Thursday, June 10, 2010

Over the Rainbow

I was destined to be a world traveler. My mom, born and raised in post-war Germany, grew up roaming the Black Forest and vacationing in Paris. And my American-born dad was one of the great globe-trotters of all-time. As assistant press secretary/advance man for President Nixon, he orchestrated history making events in just about every major world city (and some not so major), including Nixon's monumental China trip. He and my mom brought home stories and treasures from foreign lands they visited — places we could only dream of — although we were fortunate to see a few of them as kids. We literally grew up on airplanes. I'm not talking TWA — but Air Force Two (the presidential press plane) itself, where we traveled along with my parents to Germany — and Disney World — with the likes of Diane Sawyer, Dan Rather, and White House staffers who were like family to us.

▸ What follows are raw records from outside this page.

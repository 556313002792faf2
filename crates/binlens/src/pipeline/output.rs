//! SQL output writer
//!
//! Single consumer of the synthesized SQL stream. Routes each batch to its
//! file (one per segment, or per table and segment), optionally prefixes a
//! context comment, wraps transactions when asked to, and — in rollback mode
//! — records every written record's byte length and transaction index so the
//! file can later be rewritten in reverse without re-parsing it.

use std::collections::{HashMap, HashSet};
use std::path::PathBuf;

use tokio::fs::File;
use tokio::io::{AsyncWriteExt, BufWriter};
use tokio::sync::mpsc;
use tracing::{debug, error, info};

use crate::common::error::Result;
use crate::common::position;
use crate::pipeline::envelope::SqlBatch;
use crate::pipeline::synthesis::format_timestamp;

/// Writer options.
#[derive(Debug, Clone)]
pub struct OutputOptions {
    pub dir: PathBuf,
    /// Rollback mode: write to dot-prefixed temporaries and build plans.
    pub rollback: bool,
    pub file_per_table: bool,
    /// Wrap output in begin/commit around transaction boundaries.
    pub keep_trx: bool,
    /// Prefix each record with a `# datetime=... binlog=...` comment line.
    pub extra_info: bool,
}

/// Byte length and transaction index of each record, in write order.
pub type ReversalPlan = Vec<(u64, u64)>;

/// A finished forward-written rollback file awaiting reversal.
#[derive(Debug)]
pub struct ReversalJob {
    pub source: PathBuf,
    pub target: PathBuf,
    pub plan: ReversalPlan,
}

struct FileSink {
    writer: BufWriter<File>,
    last_trx: Option<u64>,
    plan: ReversalPlan,
    target: Option<PathBuf>,
}

/// File name for one output stream:
/// `[<db>.<tb>.]forward|rollback.<segment index>.sql`, dot-prefixed while
/// still a forward-written temporary.
fn sql_file_name(opts: &OutputOptions, batch: &SqlBatch, temporary: bool) -> String {
    let index = position::segment_index(&batch.segment).unwrap_or(0);
    let direction = if opts.rollback { "rollback" } else { "forward" };
    let stem = if opts.file_per_table {
        format!(
            "{}.{}.{direction}.{index}.sql",
            batch.database, batch.table
        )
    } else {
        format!("{direction}.{index}.sql")
    };
    if temporary {
        format!(".{stem}")
    } else {
        stem
    }
}

fn record_text(batch: &SqlBatch, extra_info: bool) -> String {
    let body = batch.statements.join(";\n");
    if extra_info {
        format!(
            "# datetime={} database={} table={} binlog={} startpos={} stoppos={}\n{body};\n",
            format_timestamp(batch.timestamp),
            batch.database,
            batch.table,
            batch.segment,
            batch.start_offset,
            batch.stop_offset,
        )
    } else {
        format!("{body};\n")
    }
}

/// Drain the SQL stream into files. Returns the reversal jobs (empty in
/// forward mode). An I/O failure is fatal only to the owning file: the file
/// is abandoned and everything else keeps writing.
pub async fn write_sql_stream(
    opts: OutputOptions,
    mut rx: mpsc::Receiver<SqlBatch>,
) -> Result<Vec<ReversalJob>> {
    let mut sinks: HashMap<PathBuf, FileSink> = HashMap::new();
    let mut failed: HashSet<PathBuf> = HashSet::new();

    while let Some(batch) = rx.recv().await {
        if batch.statements.is_empty() {
            continue;
        }
        let path = opts.dir.join(sql_file_name(&opts, &batch, opts.rollback));
        if failed.contains(&path) {
            continue;
        }

        if !sinks.contains_key(&path) {
            let file = match File::create(&path).await {
                Ok(file) => file,
                Err(e) => {
                    error!(path = %path.display(), error = %e, "cannot open sql output file");
                    failed.insert(path);
                    continue;
                }
            };
            debug!(path = %path.display(), "opened sql output file");
            let target = opts
                .rollback
                .then(|| opts.dir.join(sql_file_name(&opts, &batch, false)));
            sinks.insert(
                path.clone(),
                FileSink {
                    writer: BufWriter::new(file),
                    last_trx: None,
                    plan: ReversalPlan::new(),
                    target,
                },
            );
        }
        let sink = sinks.get_mut(&path).expect("sink just inserted");

        if let Err(e) = write_record(sink, &batch, &opts).await {
            error!(path = %path.display(), error = %e, "write failed, abandoning file");
            sinks.remove(&path);
            failed.insert(path);
        }
    }

    let mut jobs = Vec::new();
    for (path, mut sink) in sinks {
        let finish = async {
            if opts.keep_trx && !opts.rollback && sink.last_trx.is_some() {
                sink.writer.write_all(b"commit;\n").await?;
            }
            sink.writer.flush().await
        };
        if let Err(e) = finish.await {
            error!(path = %path.display(), error = %e, "flush failed, abandoning file");
            continue;
        }
        if let Some(target) = sink.target {
            jobs.push(ReversalJob {
                source: path,
                target,
                plan: sink.plan,
            });
        }
    }
    info!(files = jobs.len().max(1), "sql writer finished");
    Ok(jobs)
}

async fn write_record(
    sink: &mut FileSink,
    batch: &SqlBatch,
    opts: &OutputOptions,
) -> std::io::Result<()> {
    // Forward mode wraps transactions inline; rollback files get their
    // wrapping injected during reversal instead.
    if opts.keep_trx && !opts.rollback {
        match sink.last_trx {
            None => sink.writer.write_all(b"begin;\n").await?,
            Some(last) if last != batch.trx_index => {
                sink.writer.write_all(b"commit;\nbegin;\n").await?
            }
            _ => {}
        }
    }
    sink.last_trx = Some(batch.trx_index);

    let record = record_text(batch, opts.extra_info);
    sink.writer.write_all(record.as_bytes()).await?;
    if opts.rollback {
        sink.plan.push((record.len() as u64, batch.trx_index));
    }
    Ok(())
}

#[cfg(test)]
mod tests {
    use super::*;

    fn batch(trx: u64, table: &str, statement: &str) -> SqlBatch {
        SqlBatch {
            statements: vec![statement.to_string()],
            database: "shop".into(),
            table: table.into(),
            segment: "mysql-bin.000003".into(),
            start_offset: 100,
            stop_offset: 200,
            timestamp: 0,
            trx_index: trx,
        }
    }

    #[tokio::test]
    async fn test_forward_file_with_transaction_wrapping() {
        let dir = tempfile::tempdir().unwrap();
        let opts = OutputOptions {
            dir: dir.path().to_path_buf(),
            rollback: false,
            file_per_table: false,
            keep_trx: true,
            extra_info: false,
        };
        let (tx, rx) = mpsc::channel(8);
        let writer = tokio::spawn(write_sql_stream(opts, rx));

        tx.send(batch(1, "orders", "R1")).await.unwrap();
        tx.send(batch(1, "orders", "R2")).await.unwrap();
        tx.send(batch(2, "orders", "R3")).await.unwrap();
        drop(tx);

        let jobs = writer.await.unwrap().unwrap();
        assert!(jobs.is_empty());

        let content = std::fs::read_to_string(dir.path().join("forward.3.sql")).unwrap();
        assert_eq!(content, "begin;\nR1;\nR2;\ncommit;\nbegin;\nR3;\ncommit;\n");
    }

    #[tokio::test]
    async fn test_rollback_mode_builds_plan_and_temporaries() {
        let dir = tempfile::tempdir().unwrap();
        let opts = OutputOptions {
            dir: dir.path().to_path_buf(),
            rollback: true,
            file_per_table: true,
            keep_trx: true,
            extra_info: false,
        };
        let (tx, rx) = mpsc::channel(8);
        let writer = tokio::spawn(write_sql_stream(opts, rx));

        tx.send(batch(1, "orders", "R1")).await.unwrap();
        tx.send(batch(2, "orders", "R2")).await.unwrap();
        tx.send(batch(2, "items", "R3")).await.unwrap();
        drop(tx);

        let mut jobs = writer.await.unwrap().unwrap();
        jobs.sort_by(|a, b| a.source.cmp(&b.source));
        assert_eq!(jobs.len(), 2);

        let orders = jobs
            .iter()
            .find(|j| j.source.ends_with(".shop.orders.rollback.3.sql"))
            .unwrap();
        assert!(orders.target.ends_with("shop.orders.rollback.3.sql"));
        // no wrapping inside rollback temporaries, records only
        let content = std::fs::read_to_string(&orders.source).unwrap();
        assert_eq!(content, "R1;\nR2;\n");
        assert_eq!(orders.plan, vec![(4, 1), (4, 2)]);
    }

    #[tokio::test]
    async fn test_extra_info_comment_line() {
        let dir = tempfile::tempdir().unwrap();
        let opts = OutputOptions {
            dir: dir.path().to_path_buf(),
            rollback: false,
            file_per_table: false,
            keep_trx: false,
            extra_info: true,
        };
        let (tx, rx) = mpsc::channel(8);
        let writer = tokio::spawn(write_sql_stream(opts, rx));
        tx.send(batch(1, "orders", "R1")).await.unwrap();
        drop(tx);
        writer.await.unwrap().unwrap();

        let content = std::fs::read_to_string(dir.path().join("forward.3.sql")).unwrap();
        let mut lines = content.lines();
        let comment = lines.next().unwrap();
        assert!(comment.starts_with("# datetime="));
        assert!(comment.contains("database=shop"));
        assert!(comment.contains("table=orders"));
        assert!(comment.contains("binlog=mysql-bin.000003"));
        assert!(comment.contains("startpos=100"));
        assert!(comment.contains("stoppos=200"));
        assert_eq!(lines.next().unwrap(), "R1;");
    }
}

So when it came time for me to start making my major life decisions — post college, early 20s — I seriously considered that life of travel and adventure. I had a college degree and a contact or two to enable me to pursue the dream — and dad had some good buddies working on the George Bush (Senior) campaign. I went to DC, met with some very nice folks, and the deal was sealed — an unpaid internship. If Bush became President I'd be working in the White House, and a life of jetting from country-to-country would be all but mine!

But I met a guy. I was in love. He lived in Pasadena. He proposed marriage the day I returned from my DC interview — and I had a big decision to make. After much deliberation, and the fact that dad told me I really didn't HAVE to do this, I chose the guy. When you are in your early 20s and in love, it tends to take precedence over everything else.

My brother Tim (pictured above at about three on said airplane), as it turned out, became our family's next generation world traveler. He joined the Air Force after high school (we were so NOT a military family), and traded with a guy to be stationed in West Germany. He became fluent in German, forged relationships with my mom's side of the family there, and lived out his own adventures in Europe and beyond. Sadly, he left us early in his life, but we all take comfort in the fact that he indeed had his share of travel and adventure.

But I took another road. And it's becoming more than evident that world traveling is not in my "life script." I am a mother of two living in a small town, and my oh so wonderful husband decided I wasn't oh so wonderful — and left. Regrets? Yes. And no. I experience deep pangs when I realize I may never experience the wonders of Greece, or Paris, or Florence. But my children are everything to me, and the fact that they know I believe they'll do amazing things with their lives gives sense and purpose to my own. I sometimes catch myself saying I wouldn't have chosen any of this — but in fact, I did. Exactly how it is right now. Pretty much ALL my choice.

In my brother's last days he and I had a couple of deep conversations. Those life and death talks you hope you'll never have to have with anyone — much less your kid brother/best friend. His big regret was that he wasn't a father, and clearly never would be. He wondered if he'd have been a good one. I assured him he would have been the best. Also that I admired him for being bold enough to actually live out his dreams — the exciting life of travel and adventure I denied myself with a couple of lame choices I made in my early 20s. Well, maybe not so lame. When we both looked back, neither of us would have chosen different paths, but a part both of us really wanted what the other one had.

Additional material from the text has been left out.